Pick out all lines of the entries that include the word "ViewError" and copy them.

*** Begin section ***

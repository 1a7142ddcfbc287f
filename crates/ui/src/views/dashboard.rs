use dioxus::prelude::*;
use taskboard_core::review::ReviewMode;

use crate::context::{AppContext, use_revision};
use crate::views::components::{
    CapacityBar, PendingTasks, ProfileCard, QuickAddBar, TaskCard, WeeklyGoals,
};
use crate::views::{ViewError, ViewState, view_state_from_resource};

#[component]
pub fn DashboardView() -> Element {
    let ctx = use_context::<AppContext>();
    let board = ctx.board();
    let projects = ctx.projects();
    let revision = use_revision();
    revision.track();

    use_hook({
        let board = board.clone();
        move || board.set_mode(ReviewMode::Overview)
    });

    let resource = use_resource({
        let board = board.clone();
        move || {
            let board = board.clone();
            async move { board.refresh().await.map_err(ViewError::from) }
        }
    });
    let state = view_state_from_resource(&resource);

    let greeting = ctx.greeting().text();
    let name = ctx.profile().greeting_name();
    let user = ctx.auth().current_user();
    let totals = projects.totals();
    let tasks = board.visible_tasks();

    rsx! {
        div { class: "page dashboard",
            header { class: "page__header",
                h2 { "{greeting}, {name}" }
                p { class: "muted", "Here is where your day stands." }
            }

            section { class: "stats",
                div { class: "stat",
                    span { class: "stat__value", "{totals.total}" }
                    span { class: "stat__label", "Total tasks" }
                }
                div { class: "stat",
                    span { class: "stat__value", "{totals.in_progress}" }
                    span { class: "stat__label", "In progress" }
                }
                div { class: "stat",
                    span { class: "stat__value", "{totals.completed}" }
                    span { class: "stat__label", "Completed" }
                }
            }

            div { class: "dashboard__grid",
                div { class: "dashboard__main",
                    CapacityBar { capacity: board.capacity() }
                    QuickAddBar {}

                    section { class: "task-list",
                        h3 { "{ReviewMode::Overview.heading()}" }
                        match state {
                            ViewState::Error(err) if tasks.is_empty() => rsx! {
                                p { class: "error", "{err.message()}" }
                            },
                            ViewState::Idle | ViewState::Loading if tasks.is_empty() => rsx! {
                                p { class: "muted", "Loading..." }
                            },
                            _ if tasks.is_empty() => rsx! {
                                p { class: "muted", "No tasks yet. Use the quick add above." }
                            },
                            _ => rsx! {
                                for task in tasks {
                                    TaskCard { key: "{task.id}", task }
                                }
                            },
                        }
                    }

                    ProjectList {}
                }

                aside { class: "dashboard__side",
                    ProfileCard {}
                    WeeklyGoals { goals: projects.weekly_goals() }
                    if let Some(user) = user {
                        PendingTasks { user_id: user.id }
                    }
                }
            }
        }
    }
}

#[component]
fn ProjectList() -> Element {
    let projects = use_context::<AppContext>().projects();
    let revision = use_revision();
    revision.track();
    let items = projects.projects();

    rsx! {
        section { class: "projects",
            h3 { "Projects" }
            if items.is_empty() {
                p { class: "muted", "No projects yet." }
            }
            ul {
                for project in items {
                    li { key: "{project.id}", class: "project-row",
                        div { class: "project-row__info",
                            strong { "{project.name}" }
                            span { class: "muted", "{project.goal_label()} · {project.tasks.len()} tasks" }
                        }
                        button {
                            class: "danger",
                            onclick: {
                                let projects = projects.clone();
                                let id = project.id.clone();
                                move |_: MouseEvent| {
                                    let projects = projects.clone();
                                    let id = id.clone();
                                    revision.settle(async move { projects.delete_project(&id).await });
                                }
                            },
                            "Delete"
                        }
                    }
                }
            }
        }
    }
}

*** End section ***

Task answer:
use crate::views::{ViewError, ViewState, view_state_from_resource};
            async move { board.refresh().await.map_err(ViewError::from) }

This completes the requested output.